There are two key compliance drivers: One is data privacy, required by PCI and other data privacy regulations. These initiatives establish controls to ensure that sensitive data cannot be accessed by unauthorized users, and create a secure audit trail of all access to that data. The second driver is ensuring the integrity of data for corporate governance, as characterized by SOX controls around the activities of privileged users.
Thanks to compliance (or really bad cases of insider fraud or a breach), data security is now even on the minds of CFOs, CEOs and board-level executives.
This focus on data security has naturally propelled Database Activity Monitoring (DAM) to the forefront. All enterprise applications use databases as the back-end, and the vast majority of data addressed by these security and compliance projects resides in databases. If the network can be viewed as IT’s arteries and veins, the database is the heart or brain – or both.
The most interesting thing about DAM is that it did not grow up in a vacuum. Databases have always had good security and auditing capabilities.

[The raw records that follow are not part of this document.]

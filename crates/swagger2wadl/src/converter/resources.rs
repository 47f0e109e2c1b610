use std::{ops::Range, sync::LazyLock};

use indexmap::IndexMap;
use regex::Regex;

use super::{
  metrics::{ConversionStats, ConversionWarning},
  methods::add_operations,
  naming::{camel_case, template_name},
  parameters::template_param,
  responses::ResponsePolicy,
};
use crate::{
  spec::ApiEntry,
  wadl::{Element, RESOURCE, RESOURCES},
};

static TEMPLATE_SEGMENT_RE: LazyLock<Regex> = LazyLock::new(|| Regex::new(r"/\{(.+?)\}").unwrap());

/// The first `/{token}` segment of an API path.
#[derive(Debug, Clone, PartialEq, Eq)]
pub(crate) struct TemplateSegment {
  /// Byte range of the whole `/{token}` match.
  pub(crate) span: Range<usize>,
  /// The token including its braces, e.g. `{petId}`.
  pub(crate) token: String,
  /// Whether further template segments follow the first one.
  pub(crate) has_more: bool,
}

impl TemplateSegment {
  pub(crate) fn find(path: &str) -> Option<Self> {
    let mut matches = TEMPLATE_SEGMENT_RE.find_iter(path);
    let first = matches.next()?;
    Some(Self {
      span: first.range(),
      token: first.as_str().trim_start_matches('/').to_string(),
      has_more: matches.next().is_some(),
    })
  }

  /// `path` without this segment and without one leading and one trailing slash.
  pub(crate) fn parent_path(&self, path: &str) -> String {
    let remainder = format!("{}{}", &path[..self.span.start], &path[self.span.end..]);
    let trimmed = remainder.strip_prefix('/').unwrap_or(&remainder);
    trimmed.strip_suffix('/').unwrap_or(trimmed).to_string()
  }
}

/// Builds the children of the WADL `resources` element from Swagger API entries.
///
/// Literal paths are deduplicated through `index`, which maps a resource path to
/// its position in `nodes`. Every templated entry gets a fresh parent resource;
/// the first parent created for a path is also indexed, so a later literal entry
/// with that path merges into it.
#[derive(Debug)]
pub(crate) struct ResourceTreeBuilder {
  policy: ResponsePolicy,
  nodes: Vec<Element>,
  index: IndexMap<String, usize>,
  stats: ConversionStats,
}

impl ResourceTreeBuilder {
  pub(crate) fn new(policy: ResponsePolicy) -> Self {
    Self {
      policy,
      nodes: Vec::new(),
      index: IndexMap::new(),
      stats: ConversionStats::default(),
    }
  }

  pub(crate) fn add_api(&mut self, api: &ApiEntry) {
    self.stats.record_api();
    match TemplateSegment::find(&api.path) {
      Some(segment) => self.add_templated(api, &segment),
      None => self.add_literal(api),
    }
  }

  fn add_literal(&mut self, api: &ApiEntry) {
    let key = api.path.strip_prefix('/').unwrap_or(&api.path).to_string();

    for operation in &api.operations {
      for param in operation.path_parameters() {
        self.stats.record_warning(ConversionWarning::UnboundPathParameter {
          method: operation.http_method(),
          path: api.path.clone(),
          param: param.name.clone(),
        });
      }
    }

    let position = if let Some(&position) = self.index.get(&key) {
      self.stats.record_merge();
      position
    } else {
      let position = self.nodes.len();
      self.nodes.push(Element::new(RESOURCE).with_attr("path", key.as_str()));
      self.index.insert(key, position);
      self.stats.record_resource();
      position
    };

    add_operations(
      &mut self.nodes[position],
      &api.path,
      &api.operations,
      self.policy,
      &mut self.stats,
    );
  }

  fn add_templated(&mut self, api: &ApiEntry, segment: &TemplateSegment) {
    let parent_path = segment.parent_path(&api.path);
    let name = template_name(&segment.token);

    if segment.has_more {
      self.stats.record_warning(ConversionWarning::ExtraTemplateSegments {
        path: api.path.clone(),
        template: segment.token.clone(),
      });
    }

    for operation in &api.operations {
      let declared = operation.path_parameters().any(|param| camel_case(&param.name) == name);
      if !declared {
        self.stats.record_warning(ConversionWarning::UndeclaredTemplate {
          method: operation.http_method(),
          path: api.path.clone(),
          template: segment.token.clone(),
        });
      }
    }

    let mut parent = Element::new(RESOURCE).with_attr("path", parent_path.as_str());
    let template = parent.push(Element::new(RESOURCE).with_attr("path", name.as_str()));
    template.push(template_param(&segment.token));
    add_operations(template, &api.path, &api.operations, self.policy, &mut self.stats);

    self.stats.record_resource();
    self.stats.record_template_resource();

    let position = self.nodes.len();
    self.nodes.push(parent);
    self.index.entry(parent_path).or_insert(position);
  }

  /// Resource paths reachable for literal-path merging, in creation order.
  #[cfg(test)]
  pub(crate) fn indexed_paths(&self) -> impl Iterator<Item = &str> {
    self.index.keys().map(String::as_str)
  }

  /// Wraps the built resources in a `resources` element rooted at `base`.
  pub(crate) fn finish(self, base: &str) -> (Element, ConversionStats) {
    let mut resources = Element::new(RESOURCES).with_attr("base", base);
    for node in self.nodes {
      resources.push(node);
    }
    (resources, self.stats)
  }
}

For example, almost all major database platforms have provided entitlement management and auditing. Oracle had native auditing in the early 1980s and put in Virtual Private Database in 8i. IBM’s DB2 and Informix similarly have had auditing for a very long time. Sybase has sybsecurity and Microsoft SQL Server has C2 audit, traces, and in SQL Server 2008, Change Data Capture.
I think that DAM has caught database vendors off guard – from their perspective, they gave users all the tools to implement security and compliance. What they didn’t realize is that other methods can be an order of magnitude easier to implement (also, most enterprises have multiple DBMS platforms deployed, so a single vendor’s solution usually isn’t the optimum approach).
Where is DAM going?
I believe the focus will be on optimizing business processes and increasing operational efficiency. Understanding where different types of data are located, how they’re being accessed, and analyzing and controlling access behaviors are key not only to security, but also to effective data management. But the crux is efficiency.

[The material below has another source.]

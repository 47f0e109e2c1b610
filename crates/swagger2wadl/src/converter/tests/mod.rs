mod converter;
mod parameters;
mod support;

DAM is no longer about whether you can observe all database access. The focus has turned to how easily you can implement these capabilities and what you can do with them to optimize your environment.
DAM is growing quickly – because it has become mainstream. Seven years ago we had to convince people it was important. But DAM is also evolving (and will eventually change its name) because customers need to go beyond simple monitoring. They need more automation, auto-discovery, and preventive controls that support more stringent security, compliance and granular access policies– without requiring additional staff or disrupting existing infrastructures.